La storia del Grand Hotel Villa Serbelloni affonda le radici nella metà dell’Ottocento. La dimora nacque come residenza di villeggiatura per la famiglia Frizzoni e venne completata nel 1854. Pochi anni dopo, nel 1873, la villa fu ampliata e trasformata in un grande albergo di lusso destinato a una clientela internazionale, dando origine al Grand Hotel Bellagio, poi divenuto Grand Hotel Villa Serbelloni. Nel corso dei decenni la struttura ha saputo conservare il proprio fascino originario, con gli ambienti in stile Impero, Neoclassico e Liberty che ancora oggi rappresentano uno dei suoi tratti distintivi. Dal 1918 l’hotel appartiene alla famiglia Bucher, che continua a gestirlo da quattro generazioni, mantenendo vivo un modello di ospitalità fondato sulla continuità e sulla valorizzazione della storia.

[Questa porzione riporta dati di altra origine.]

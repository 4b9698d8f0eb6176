//! docraster — converts uploaded documents (PDF, DOCX) into sequences of
//! JPEG page images with one persisted page record per image.
//!
//! The pipeline is deliberately small and synchronous: one document is
//! rasterized and persisted fully within the handling of one ingestion
//! request. The pieces are:
//!
//! * [`convert`] — format dispatch and rasterization. PDFs render through
//!   poppler's `pdftoppm`; DOCX files are synthetically paginated by
//!   chunking paragraph text into fixed-size blocks and painting each block
//!   onto a canvas.
//! * [`pipeline`] — the persistence coordinator. Given a document id it
//!   re-reads the record, rasterizes, stores each page image under a
//!   deterministic name and creates the page rows.
//! * [`ingest`] — the boundary the (external) web layer calls: validates
//!   the upload, creates the document record, runs the pipeline and
//!   performs compensating deletion when processing fails.
//! * [`db`] / [`storage`] — SQLite records and on-disk artifacts.
//!
//! Processing is keyed by document id rather than by passing live objects
//! through, so the rasterize-and-persist step can later move off the
//! request thread (queue/worker) without changing the contract.

pub mod config;
pub mod convert;
pub mod db;
pub mod error;
pub mod ingest;
pub mod pipeline;
pub mod storage;

pub use config::ConversionConfig;
pub use convert::FileType;
pub use error::{ConvertError, DocrasterError, IngestError, Result, StorageError};
pub use ingest::{DocumentView, Ingestor, PageView, Upload};
pub use pipeline::{Pipeline, PipelineError};
pub use storage::MediaStore;
//! Database error types.

use std::path::PathBuf;
use thiserror::Error;

/// Errors from database operations.
#[derive(Error, Debug)]
pub enum DatabaseError {
    /// SQLite error from rusqlite.
    #[error("SQLite error: {0}")]
    Sqlite(#[from] rusqlite::Error),

    /// IO error when creating directories or files.
    #[error("IO error for path '{path}': {source}")]
    Io {
        path: PathBuf,
        #[source]
        source: std::io::Error,
    },

    /// A migration failed to apply.
    #[error("Migration failed at version {version}: {reason}")]
    Migration { version: u32, reason: String },

    /// The database lock was poisoned.
    #[error("Database lock poisoned")]
    LockPoisoned,
}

Passeggiare nei saloni affrescati del Grand Hotel significa ripercorrere oltre centocinquant’anni di storia europea. Qui hanno soggiornato sovrani, aristocratici, statisti e grandi protagonisti della cultura internazionale. Tra gli ospiti più illustri figurano Winston Churchill, John Fitzgerald Kennedy, Franklin Delano Roosevelt, Clark Gable, Mary Pickford, Al Pacino e numerose personalità che hanno contribuito a costruire il mito di Bellagio come destinazione d’élite. Ancora oggi la struttura conserva quell’atmosfera sospesa nel tempo che ha reso il Lago di Como una delle mete più amate del turismo internazionale.